As you can see from the program, the plan is to study Rabbi Moshe Haim Luzzatto’s Da’at Tevunot over the course of the semester. In fact, Da’at Tevunot is just a platform or a camouflage—I want to teach ideas in Kabbalah, the inner Torah. We can call this an introduction to Kabbalah. But so that they don’t say that we are studying Kabbalah, then Da’at Tevunot. This already brings us to the introduction: It is actually a book of Kabbalah in which Rabbi Luzzatto deals with the Kabbalah of Rabbi Isaac Luria, of blessed memory. However, it is a book of Kabbalah that is not written in the language of the Kabbalah. In this regard, it is possible to add Rabbi Luzzatto to Maharal on one side and Rav Kook on the other, in that both of them were also kabbalists without the language of the Kabbalah.18
It is true that he justified the choice as a type of camouflage from the outside, “so that they will not say that we are studying Kabbalah.” Nevertheless, it is difficult to imagine that he was concerned about criticism from the outside about the study of Kabbalah; he taught many things which could have elicited polemics or opposition. Instead, I understand this statement as apologetic; it reveals his own hesitations rather than concern about criticism from without. Despite his description of the exciting possibility of study in the unmediated language of the Kabbalah, these words remain only a type of appetizer and a signal of his yearning for a world that he could only justify from the outside but could not adopt. Accordingly, the actual lectures on Da’at Tevunot remained reflexive, reflective, and cerebral—regarding philosophical questions about the nature of existence and the creation of man. The course of the lectures and his choice of Da’at Tevunot undermined his personal testimony at the beginning of the lectures about his own development with regard to the language of the Kabbalah since his youth. In his opening, he cited the words of Rabbi Luzzatto, which stand as a reflection on Luzzatto’s interpretive kabbalistic project concerning the difference between the parable and its explanation in Lurianic Kabbalah (Luzzatto 1937, letter 50).

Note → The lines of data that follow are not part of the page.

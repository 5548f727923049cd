//! The instruction format table.
//!
//! Every recognized encoding is one [`InstFormat`]: an operation tag plus
//! an ordered list of bit fields. A field either consumes bits from the
//! stream (literal opcode bits to match, or a value to extract) or, with
//! a width of 0, injects a fixed value the encoding does not physically
//! carry (e.g. push/pop are always word-sized).
//!
//! Formats are tried in table order and the first match wins, so rows
//! sharing a first-byte literal must be distinguished by a later literal
//! (the group encodings like `1111011w` do this with their second-byte
//! /TTT literal). See table 4-12 of the 8086 manual for the encodings.

use crate::instruction::Op;

/// What a decoded bit field means to the instruction assembler.
#[derive(Copy, Clone, Debug, PartialEq, Eq)]
pub enum FieldKind {
    /// Fixed opcode bits that must match for the format to apply.
    Literal,
    Mod,
    Reg,
    RegMem,
    Direction,
    Width,
    SignExtend,
    SegReg,
    /// Parsed displacement value (filled in by the decoder, never a
    /// stream field).
    Disp,
    /// Parsed immediate value (filled in by the decoder, or injected by
    /// a format for a synthetic count operand).
    Data,
    /// Flag: a displacement always follows, regardless of mod.
    HasDisp,
    /// Flag: trailing immediate data follows.
    HasData,
    /// Flag: the trailing data is a word if the width bit is set.
    WideDataIfW,
    /// Flag: the reg/mem operand is wide even if the width bit is not
    /// set (e.g. the DX port register of in/out).
    RegMemWide,
}

impl FieldKind {
    pub const COUNT: usize = 14;
}

/// One bit field of an instruction format. `bits == 0` means the field
/// consumes nothing from the stream and `value` is taken as-is.
#[derive(Copy, Clone, Debug)]
pub struct Field {
    pub kind: FieldKind,
    pub bits: u8,
    pub value: u8,
}

/// An operation tag plus the ordered fields that encode it.
#[derive(Copy, Clone, Debug)]
pub struct InstFormat {
    pub op: Op,
    pub fields: &'static [Field],
}

const fn field(kind: FieldKind, bits: u8, value: u8) -> Field {
    Field { kind, bits, value }
}

/// Opcode literal bits that must match the stream.
const fn lit(bits: u8, value: u8) -> Field {
    field(FieldKind::Literal, bits, value)
}

const MOD: Field = field(FieldKind::Mod, 2, 0);
const REG: Field = field(FieldKind::Reg, 3, 0);
const RM: Field = field(FieldKind::RegMem, 3, 0);
const SR: Field = field(FieldKind::SegReg, 2, 0);
const D: Field = field(FieldKind::Direction, 1, 0);
const W: Field = field(FieldKind::Width, 1, 0);
const S: Field = field(FieldKind::SignExtend, 1, 0);

/// Trailing immediate data follows the displacement (if any).
const DATA: Field = field(FieldKind::HasData, 0, 1);
/// The trailing data is a word iff the width bit is set.
const DATA_IF_W: Field = field(FieldKind::WideDataIfW, 0, 1);
/// The reg/mem operand is wide regardless of the width bit.
const RM_WIDE: Field = field(FieldKind::RegMemWide, 0, 1);

// Implied (zero-width) fields injecting values the encoding hard-codes.
const fn imp_d(value: u8) -> Field {
    field(FieldKind::Direction, 0, value)
}
const fn imp_w(value: u8) -> Field {
    field(FieldKind::Width, 0, value)
}
const fn imp_mod(value: u8) -> Field {
    field(FieldKind::Mod, 0, value)
}
const fn imp_reg(value: u8) -> Field {
    field(FieldKind::Reg, 0, value)
}
const fn imp_rm(value: u8) -> Field {
    field(FieldKind::RegMem, 0, value)
}
/// Inject an immediate operand without consuming stream bytes (the
/// implicit count of 1 in the shift/rotate encodings).
const fn imp_data(value: u8) -> Field {
    field(FieldKind::Data, 0, value)
}

const fn fmt(op: Op, fields: &'static [Field]) -> InstFormat {
    InstFormat { op, fields }
}

/// The format table, in match priority order.
pub static FORMATS: &[InstFormat] = &[
    // mov - register/memory to/from register
    fmt(Op::Mov, &[lit(6, 0b100010), D, W, MOD, REG, RM]),
    // mov - immediate to register/memory
    fmt(
        Op::Mov,
        &[lit(7, 0b1100011), W, MOD, lit(3, 0b000), RM, DATA, DATA_IF_W, imp_d(0)],
    ),
    // mov - immediate to register
    fmt(Op::Mov, &[lit(4, 0b1011), W, REG, DATA, DATA_IF_W, imp_d(1)]),
    // mov - memory to accumulator (direct address follows)
    fmt(
        Op::Mov,
        &[lit(7, 0b1010000), W, imp_d(1), imp_reg(0), imp_mod(0b00), imp_rm(0b110)],
    ),
    // mov - accumulator to memory
    fmt(
        Op::Mov,
        &[lit(7, 0b1010001), W, imp_d(0), imp_reg(0), imp_mod(0b00), imp_rm(0b110)],
    ),
    // mov - register/memory to segment register
    fmt(
        Op::Mov,
        &[lit(8, 0b10001110), MOD, lit(1, 0b0), SR, RM, imp_d(1), imp_w(1)],
    ),
    // mov - segment register to register/memory
    fmt(
        Op::Mov,
        &[lit(8, 0b10001100), MOD, lit(1, 0b0), SR, RM, imp_d(0), imp_w(1)],
    ),
    // add
    fmt(Op::Add, &[lit(6, 0b000000), D, W, MOD, REG, RM]),
    fmt(
        Op::Add,
        &[lit(6, 0b100000), S, W, MOD, lit(3, 0b000), RM, DATA, DATA_IF_W, imp_d(0)],
    ),
    fmt(Op::Add, &[lit(7, 0b0000010), W, imp_d(1), imp_reg(0), DATA, DATA_IF_W]),
    // adc
    fmt(Op::Adc, &[lit(6, 0b000100), D, W, MOD, REG, RM]),
    fmt(
        Op::Adc,
        &[lit(6, 0b100000), S, W, MOD, lit(3, 0b010), RM, DATA, DATA_IF_W, imp_d(0)],
    ),
    fmt(Op::Adc, &[lit(7, 0b0001010), W, imp_d(1), imp_reg(0), DATA, DATA_IF_W]),
    // sub
    fmt(Op::Sub, &[lit(6, 0b001010), D, W, MOD, REG, RM]),
    fmt(
        Op::Sub,
        &[lit(6, 0b100000), S, W, MOD, lit(3, 0b101), RM, DATA, DATA_IF_W, imp_d(0)],
    ),
    fmt(Op::Sub, &[lit(7, 0b0010110), W, imp_d(1), imp_reg(0), DATA, DATA_IF_W]),
    // sbb
    fmt(Op::Sbb, &[lit(6, 0b000110), D, W, MOD, REG, RM]),
    fmt(
        Op::Sbb,
        &[lit(6, 0b100000), S, W, MOD, lit(3, 0b011), RM, DATA, DATA_IF_W, imp_d(0)],
    ),
    fmt(Op::Sbb, &[lit(7, 0b0001110), W, imp_d(1), imp_reg(0), DATA, DATA_IF_W]),
    // cmp
    fmt(Op::Cmp, &[lit(6, 0b001110), D, W, MOD, REG, RM]),
    fmt(
        Op::Cmp,
        &[lit(6, 0b100000), S, W, MOD, lit(3, 0b111), RM, DATA, DATA_IF_W, imp_d(0)],
    ),
    fmt(Op::Cmp, &[lit(7, 0b0011110), W, imp_d(1), imp_reg(0), DATA, DATA_IF_W]),
    // and
    fmt(Op::And, &[lit(6, 0b001000), D, W, MOD, REG, RM]),
    fmt(
        Op::And,
        &[lit(6, 0b100000), S, W, MOD, lit(3, 0b100), RM, DATA, DATA_IF_W, imp_d(0)],
    ),
    fmt(Op::And, &[lit(7, 0b0010010), W, imp_d(1), imp_reg(0), DATA, DATA_IF_W]),
    // or
    fmt(Op::Or, &[lit(6, 0b000010), D, W, MOD, REG, RM]),
    fmt(
        Op::Or,
        &[lit(6, 0b100000), S, W, MOD, lit(3, 0b001), RM, DATA, DATA_IF_W, imp_d(0)],
    ),
    fmt(Op::Or, &[lit(7, 0b0000110), W, imp_d(1), imp_reg(0), DATA, DATA_IF_W]),
    // xor
    fmt(Op::Xor, &[lit(6, 0b001100), D, W, MOD, REG, RM]),
    fmt(
        Op::Xor,
        &[lit(6, 0b100000), S, W, MOD, lit(3, 0b110), RM, DATA, DATA_IF_W, imp_d(0)],
    ),
    fmt(Op::Xor, &[lit(7, 0b0011010), W, imp_d(1), imp_reg(0), DATA, DATA_IF_W]),
    // test
    fmt(Op::Test, &[lit(7, 0b1000010), W, MOD, REG, RM, imp_d(0)]),
    fmt(
        Op::Test,
        &[lit(7, 0b1111011), W, MOD, lit(3, 0b000), RM, DATA, DATA_IF_W, imp_d(0)],
    ),
    fmt(Op::Test, &[lit(7, 0b1010100), W, imp_d(1), imp_reg(0), DATA, DATA_IF_W]),
    // push
    fmt(Op::Push, &[lit(5, 0b01010), REG, imp_w(1), imp_d(1)]),
    fmt(Op::Push, &[lit(8, 0b11111111), MOD, lit(3, 0b110), RM, imp_w(1), imp_d(0)]),
    fmt(Op::Push, &[lit(3, 0b000), SR, lit(3, 0b110), imp_d(1), imp_w(1)]),
    // pop
    fmt(Op::Pop, &[lit(5, 0b01011), REG, imp_w(1), imp_d(1)]),
    fmt(Op::Pop, &[lit(8, 0b10001111), MOD, lit(3, 0b000), RM, imp_w(1), imp_d(0)]),
    fmt(Op::Pop, &[lit(3, 0b000), SR, lit(3, 0b111), imp_d(1), imp_w(1)]),
    // xchg - register/memory with register
    fmt(Op::Xchg, &[lit(7, 0b1000011), W, MOD, REG, RM, imp_d(0)]),
    // xchg - register with accumulator
    fmt(
        Op::Xchg,
        &[lit(5, 0b10010), REG, imp_w(1), imp_mod(0b11), imp_rm(0b000), imp_d(0)],
    ),
    // in - fixed port
    fmt(Op::In, &[lit(7, 0b1110010), W, imp_d(1), imp_reg(0), DATA]),
    // in - variable port (dx)
    fmt(
        Op::In,
        &[lit(7, 0b1110110), W, imp_d(1), imp_reg(0), imp_mod(0b11), imp_rm(0b010), RM_WIDE],
    ),
    // out - fixed port
    fmt(Op::Out, &[lit(7, 0b1110011), W, imp_d(0), imp_reg(0), DATA]),
    // out - variable port (dx)
    fmt(
        Op::Out,
        &[lit(7, 0b1110111), W, imp_d(0), imp_reg(0), imp_mod(0b11), imp_rm(0b010), RM_WIDE],
    ),
    // inc
    fmt(Op::Inc, &[lit(7, 0b1111111), W, MOD, lit(3, 0b000), RM, imp_d(0)]),
    fmt(Op::Inc, &[lit(5, 0b01000), REG, imp_w(1), imp_d(1)]),
    // dec
    fmt(Op::Dec, &[lit(7, 0b1111111), W, MOD, lit(3, 0b001), RM, imp_d(0)]),
    fmt(Op::Dec, &[lit(5, 0b01001), REG, imp_w(1), imp_d(1)]),
    // 1111011w group: not/neg/mul/imul/div/idiv (test imm is above)
    fmt(Op::Not, &[lit(7, 0b1111011), W, MOD, lit(3, 0b010), RM, imp_d(0)]),
    fmt(Op::Neg, &[lit(7, 0b1111011), W, MOD, lit(3, 0b011), RM, imp_d(0)]),
    fmt(Op::Mul, &[lit(7, 0b1111011), W, MOD, lit(3, 0b100), RM, imp_d(0)]),
    fmt(Op::Imul, &[lit(7, 0b1111011), W, MOD, lit(3, 0b101), RM, imp_d(0)]),
    fmt(Op::Div, &[lit(7, 0b1111011), W, MOD, lit(3, 0b110), RM, imp_d(0)]),
    fmt(Op::Idiv, &[lit(7, 0b1111011), W, MOD, lit(3, 0b111), RM, imp_d(0)]),
    // shifts/rotates with an implicit count of 1
    fmt(Op::Rol, &[lit(7, 0b1101000), W, MOD, lit(3, 0b000), RM, imp_d(0), imp_data(1)]),
    fmt(Op::Ror, &[lit(7, 0b1101000), W, MOD, lit(3, 0b001), RM, imp_d(0), imp_data(1)]),
    fmt(Op::Rcl, &[lit(7, 0b1101000), W, MOD, lit(3, 0b010), RM, imp_d(0), imp_data(1)]),
    fmt(Op::Rcr, &[lit(7, 0b1101000), W, MOD, lit(3, 0b011), RM, imp_d(0), imp_data(1)]),
    fmt(Op::Shl, &[lit(7, 0b1101000), W, MOD, lit(3, 0b100), RM, imp_d(0), imp_data(1)]),
    fmt(Op::Shr, &[lit(7, 0b1101000), W, MOD, lit(3, 0b101), RM, imp_d(0), imp_data(1)]),
    fmt(Op::Sar, &[lit(7, 0b1101000), W, MOD, lit(3, 0b111), RM, imp_d(0), imp_data(1)]),
    // lea - always a word-wide register destination
    fmt(Op::Lea, &[lit(8, 0b10001101), MOD, REG, RM, imp_d(1), imp_w(1)]),
    // no-operand instructions
    fmt(Op::Xlat, &[lit(8, 0b11010111)]),
    fmt(Op::Lahf, &[lit(8, 0b10011111)]),
    fmt(Op::Sahf, &[lit(8, 0b10011110)]),
    fmt(Op::Pushf, &[lit(8, 0b10011100)]),
    fmt(Op::Popf, &[lit(8, 0b10011101)]),
];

To explain Rabbi Luzzatto, he testifies to his identification with Luzzatto’s approach in his youth. This comes alongside his critique, as expressed through the words of Rav Kook, about the translation of mystical language into something else:
As a youth, I completely identified with this statement—what difference does it make to me whether it is above or below or if it is lacking? That does nothing for me! What is the point of knowing that there are several types of lights above the administration of the world, when we don’t know what this means? What guidance comes to the people that are administered through them? That is essentially also Rabbi Luzzatto’s concern, and also, to some extent, obviously that of the Hasidim […].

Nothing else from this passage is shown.